Choosing your LLM model, context-window and algorithm

Chathive offers the possibility to change your LLM model, the context window and the algorithm of how this model is used. This guide will help you decide what configuration is best for your use case.

Default configuration

Whenever you create a project in Chathive your project will be set to these settings:

Setting	Default value
Model	GPT 4o-mini
Context size	8k (growth tier and higher) or 4k (free trial or basic tier)
Algorithm	Default

Although these are usually good defaults, you can greatly improve performance by choosing these settings carefully based on your goals.

How to choose an LLM model

All LLM models have its strengths and weaknesses, you will always make a trade-off based on your choice. However, your choice should be decided by these 3 factors:

Accuracy: Models with more parameters and a larger training dataset (like GPT-4o) tend to be a lot more accurate than less complex and smaller models (like GPT-4o-mini). If accuracy and reasoning is important, choose a more complex model.
Speed of generating responses: More complex models tend to require more compute and are as a result slower in generating text. GPT-4o-mini is very quick in comparison to GPT-4o.
Steerability: More complex models generally follow instructions better than less complex ones. If strict adherence to instructions is important, choose a more steerable model. Although more accurate models are typically more steerable, this is not always the case.
Price: More complex models also tend to be more expensive to run, and require more message credits to run as a result.

Model comparison

To help you decide, we have put all models into a table for you to compare and make your choice.

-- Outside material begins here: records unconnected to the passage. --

impl<S: CacheStorage> CodexCacheService<S> {
  pub fn new(storage: Arc<S>, clock: Arc<dyn Clock>, ttl: TtlPolicy) -> Self {
    Self {
      cache: CacheLayer::new(storage, clock),
      ttl,
    }
  }

  pub fn layer(&self) -> &CacheLayer<S> {
    &self.cache
  }

  async fn list<C, F, Fut>(
    &self,
    key: CodexKey,
    fetcher: F,
    mapper: fn(&C::Remote, Timestamp) -> Result<C>,
  ) -> Result<CacheResult<Vec<C::Remote>>>
  where
    C: CachedRecord,
    F: FnOnce() -> Fut,
    Fut: Future<Output = Result<Vec<C::Remote>>>,
  {
    let ttl = self.ttl.ttl(key.freshness());
    self.cache.get_or_fetch(&key, fetcher, ttl, mapper).await
  }

  // --------------------------------------------------------------------------
  // Game mechanics
  // --------------------------------------------------------------------------

  pub async fn character_classes<F, Fut>(
    &self,
    fetcher: F,
  ) -> Result<CacheResult<Vec<CharacterClass>>>
  where
    F: FnOnce() -> Fut,
    Fut: Future<Output = Result<Vec<CharacterClass>>>,
  {
    self
      .list::<CachedCharacterClass, _, _>(CodexKey::CharacterClasses, fetcher, map_character_class)
      .await
  }

  pub async fn skills<F, Fut>(&self, fetcher: F) -> Result<CacheResult<Vec<Skill>>>
  where
    F: FnOnce() -> Fut,
    Fut: Future<Output = Result<Vec<Skill>>>,
  {
    self
      .list::<CachedSkill, _, _>(CodexKey::Skills, fetcher, map_skill)
      .await
  }

  pub async fn spells<F, Fut>(&self, fetcher: F) -> Result<CacheResult<Vec<Spell>>>
  where
    F: FnOnce() -> Fut,
    Fut: Future<Output = Result<Vec<Spell>>>,
  {
    self
      .list::<CachedSpell, _, _>(CodexKey::Spells, fetcher, map_spell)
      .await
  }

  pub async fn professions<F, Fut>(&self, fetcher: F) -> Result<CacheResult<Vec<Profession>>>
  where
    F: FnOnce() -> Fut,
    Fut: Future<Output = Result<Vec<Profession>>>,
  {
    self
      .list::<CachedProfession, _, _>(CodexKey::Professions, fetcher, map_profession)
      .await
  }

  pub async fn technologies<F, Fut>(&self, fetcher: F) -> Result<CacheResult<Vec<Technology>>>
  where
    F: FnOnce() -> Fut,
    Fut: Future<Output = Result<Vec<Technology>>>,
  {
    self
      .list::<CachedTechnology, _, _>(CodexKey::Technologies, fetcher, map_technology)
      .await
  }

  // --------------------------------------------------------------------------
  // Geography
  // --------------------------------------------------------------------------

  pub async fn continents<F, Fut>(&self, fetcher: F) -> Result<CacheResult<Vec<Continent>>>
  where
    F: FnOnce() -> Fut,
    Fut: Future<Output = Result<Vec<Continent>>>,
  {
    self
      .list::<CachedContinent, _, _>(CodexKey::Continents, fetcher, map_continent)
      .await
  }

  pub async fn regions<F, Fut>(
    &self,
    continent_id: Option<i64>,
    fetcher: F,
  ) -> Result<CacheResult<Vec<Region>>>
  where
    F: FnOnce() -> Fut,
    Fut: Future<Output = Result<Vec<Region>>>,
  {
    self
      .list::<CachedRegion, _, _>(CodexKey::Regions { continent_id }, fetcher, map_region)
      .await
  }

  pub async fn settlements<F, Fut>(
    &self,
    region_id: Option<i64>,
    faction_id: Option<&str>,
    fetcher: F,
  ) -> Result<CacheResult<Vec<Settlement>>>
  where
    F: FnOnce() -> Fut,
    Fut: Future<Output = Result<Vec<Settlement>>>,
  {
    let key = CodexKey::Settlements {
      region_id,
      faction_id: faction_id.map(String::from),
    };
    self
      .list::<CachedSettlement, _, _>(key, fetcher, map_settlement)
      .await
  }

  /// One settlement's detail record, cached under its own key.
  pub async fn settlement<F, Fut>(&self, id: &str, fetcher: F) -> Result<CacheResult<Settlement>>
  where
    F: FnOnce() -> Fut,
    Fut: Future<Output = Result<Settlement>>,
  {
    let key = CodexKey::Settlement { id: id.to_string() };
    let ttl = self.ttl.ttl(key.freshness());
    self
      .cache
      .get_or_fetch_one::<CachedSettlement, _, _, _, _>(&key, fetcher, ttl, map_settlement)
      .await
  }

  /// Whatever is cached for a settlement, fresh or not. Only for painting
  /// before the refresh completes.
  pub fn peek_settlement(&self, id: &str) -> Result<Option<CacheResult<Settlement>>> {
    let key = CodexKey::Settlement { id: id.to_string() };
    let peeked = self.cache.peek::<CachedSettlement>(&key.cache_key())?;

    Ok(peeked.and_then(|result| {
      let CacheResult {
        data,
        source,
        cached_at,
      } = result;
      data.into_iter().next().map(|data| CacheResult {
        data,
        source,
        cached_at,
      })
    }))
  }

  // --------------------------------------------------------------------------
  // World data
  // --------------------------------------------------------------------------

  pub async fn factions<F, Fut>(&self, fetcher: F) -> Result<CacheResult<Vec<Faction>>>
  where
    F: FnOnce() -> Fut,
    Fut: Future<Output = Result<Vec<Faction>>>,
  {
    self
      .list::<CachedFaction, _, _>(CodexKey::Factions, fetcher, map_faction)
      .await
  }

  pub async fn resources<F, Fut>(&self, fetcher: F) -> Result<CacheResult<Vec<Resource>>>
  where
    F: FnOnce() -> Fut,
    Fut: Future<Output = Result<Vec<Resource>>>,
  {
    self
      .list::<CachedResource, _, _>(CodexKey::Resources, fetcher, map_resource)
      .await
  }

  pub async fn world_statistics<F, Fut>(
    &self,
    fetcher: F,
  ) -> Result<CacheResult<WorldStatistics>>
  where
    F: FnOnce() -> Fut,
    Fut: Future<Output = Result<WorldStatistics>>,
  {
    let key = CodexKey::WorldStatistics;
    let ttl = self.ttl.ttl(key.freshness());
    self
      .cache
      .get_or_fetch_one::<CachedWorldStatistics, _, _, _, _>(
        &key,
        fetcher,
        ttl,
        map_world_statistics,
      )
      .await
  }

  // --------------------------------------------------------------------------
  // Lore (manual entry, never fetched)
  // --------------------------------------------------------------------------

  fn lore_record(&self, entry: LoreEntry) -> CachedLoreEntry {
    CachedLoreEntry {
      entry,
      last_updated: self.cache.metadata().now(),
    }
  }

  /// Insert or overwrite one lore entry.
  pub fn store_lore_entry(&self, entry: LoreEntry) -> Result<()> {
    let key = CodexKey::Lore {
      id: entry.id.clone(),
    };
    let record = self.lore_record(entry);
    let metadata = self.cache.metadata().entry(
      &key.cache_key(),
      key.category(),
      self.ttl.ttl(key.freshness()),
    );

    self
      .cache
      .storage()
      .upsert_records(LORE_SLOT, &[record], metadata.fetched_at, Some(&metadata))
  }

  /// Insert or overwrite many lore entries in one write.
  pub fn bulk_import_lore(&self, entries: Vec<LoreEntry>) -> Result<usize> {
    let key = CodexKey::LoreBulkImport;
    let records: Vec<CachedLoreEntry> = entries
      .into_iter()
      .map(|entry| self.lore_record(entry))
      .collect();
    let metadata = self.cache.metadata().entry(
      &key.cache_key(),
      key.category(),
      self.ttl.ttl(key.freshness()),
    );

    self
      .cache
      .storage()
      .upsert_records(LORE_SLOT, &records, metadata.fetched_at, Some(&metadata))?;

    info!(count = records.len(), "Imported lore entries");
    Ok(records.len())
  }

  fn lore_entries(&self) -> Result<Vec<LoreEntry>> {
    let slot = self.cache.storage().load_slot::<CachedLoreEntry>(LORE_SLOT)?;
    Ok(slot.records.into_iter().map(|r| r.entry).collect())
  }

  /// Case-insensitive search over title, content, summary and tags,
  /// optionally restricted to one lore category.
  pub fn search_lore(&self, query: &str, category: Option<&str>) -> Result<Vec<LoreEntry>> {
    let entries = self
      .lore_entries()?
      .into_iter()
      .filter(|e| category.map_or(true, |c| e.category == c))
      .filter(|e| e.matches(query))
      .collect();
    Ok(entries)
  }

  pub fn lore_by_category(&self, category: &str) -> Result<Vec<LoreEntry>> {
    let mut entries: Vec<LoreEntry> = self
      .lore_entries()?
      .into_iter()
      .filter(|e| e.category == category)
      .collect();
    entries.sort_by(|a, b| a.title.cmp(&b.title));
    Ok(entries)
  }

  // --------------------------------------------------------------------------
  // Maintenance
  // --------------------------------------------------------------------------

  /// Drop the metadata of `key` so its next read refetches. Rows stay.
  pub fn force_refresh(&self, key: &str) -> Result<bool> {
    self.cache.metadata().invalidate(key)
  }

  pub fn clear_all_cache(&self) -> Result<()> {
    self.cache.storage().clear_all()?;
    info!("Cleared all cached data");
    Ok(())
  }

  pub fn clear_expired_cache(&self) -> Result<usize> {
    let removed = self.cache.metadata().clear_expired()?;
    info!(removed, "Cleared expired cache metadata");
    Ok(removed)
  }

  pub fn clear_category(&self, category: Category) -> Result<()> {
    self.cache.storage().clear_category(category)?;
    info!(%category, "Cleared cache category");
    Ok(())
  }

  pub fn cache_stats(&self) -> Result<StoreStats> {
    self.cache.storage().stats()
  }

  pub fn cache_status(&self) -> Result<Vec<CacheStatusEntry>> {
    self.cache.metadata().status()
  }

  /// TTL the service applies to a freshness class.
  pub fn ttl_for(&self, class: FreshnessClass) -> std::time::Duration {
    self.ttl.ttl(class)
  }
}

Model	Credits required per question	Accuracy	Steerability	Speed
GPT 3.5-Turbo DEPRECATED	1 credit	Good	Average	Fast
GPT 4o-mini	1 credit	Great	Good	Very fast
GPT 4o	5 credits	Highest accuracy	Great	Fast
GPT 4 Turbo NOT RECOMMENDED	10 credits	High accuracy	Average	Moderate
GPT 4 NOT RECOMMENDED	30 credits	Very high accuracy	Average	Very slow

We generally recommend to use GPT-4o for most use cases that require a high level of accuracy. And recommend GPT-4o-mini if you need quick replies and/or if you have a very large volume and need to cut costs.

Choosing your context window

This is a preview, this feature is currently under development and will be released soon.

Chathive allows you to choose how large of a context window to use for each message. A larger context window allows a larger amount of text from your sources for each message. It also allows longer questions to and longer replies from the AI assistant.

Larger context window for higher accuracy

We mostly recommend increasing context window for increasing accuracy of your AI assistant. With a larger context window we can provide larger snippets of text from your sources in each response. This means the model has more input to work with and tends to improve accuracy.

These are the ways a larger context window is more accurate:

More complete snippets from your sources: Smaller context windows only allow us to include small snippets of your training data as sources. Larger context windows allow us to include larger snippets, thus improving the chance that the full needed context is there for creating the answer.
Using more sources: Smaller context windows also limit the amount of sources we can include. And as a result have more chance of not including the right sources needed.
Long questions, hogging up space for sources: The longer the question of the user the less space we have for questions. If your questions are large, it will greatly reduce performance in smaller context sizes.
More conversation history: To fit as many sources as we can, we cut the conversation history short if we need that space for the sources. This results in the model knowing less of the past conversation when answering the question. Increasing context size will let the AI assistant retain more memory of the conversation.
Longer responses: Sometimes you need a long explanation for complex cases, more context allows the AI assitant. to create longer responses.

Overview of available context window’s

Model	4k	8k	16k	32k	64k	128k
GPT 3.5-turbo	✅	✅	✅
GPT-4	✅	✅	⚠️ *	⚠️ *
GPT-4-turbo	✅	✅	✅	✅	✅	✅
GPT-4o	✅	✅	✅	✅	✅	✅
GPT-4o-mini	✅	✅	✅	✅	✅	✅

⚠️ *: This symbol means it is available but at extreme costs, it's recommended to choose a more efficient model.

For pricing implications of these context windows we refer you to our message credits documentation here. However, a simple rule of thumb is x times amount of context window is a x multiplier of the cost. This means 8k will double the message credit cost over 4k and so on…

Choosing your algorithm

The last step is to decide on the algorithm to use. Algorithms are ways the model and context window is used to find sources and generate responses.

Currently, we offer 2 distinct algorithms:

Default: Use the question to find sources and feed those into the model.
Fusion algorithm: Rephrases the question a few times and uses all those rephrasings to search the database. This algorithm greatly improves the search results if the user uses different words or phrasings than are used in your AI database. It slightly increases the time it takes for the AI to start responding, as it first has to rephrase and only then can start responding.

You can view the pricing implications at our mesage credits documentation as well.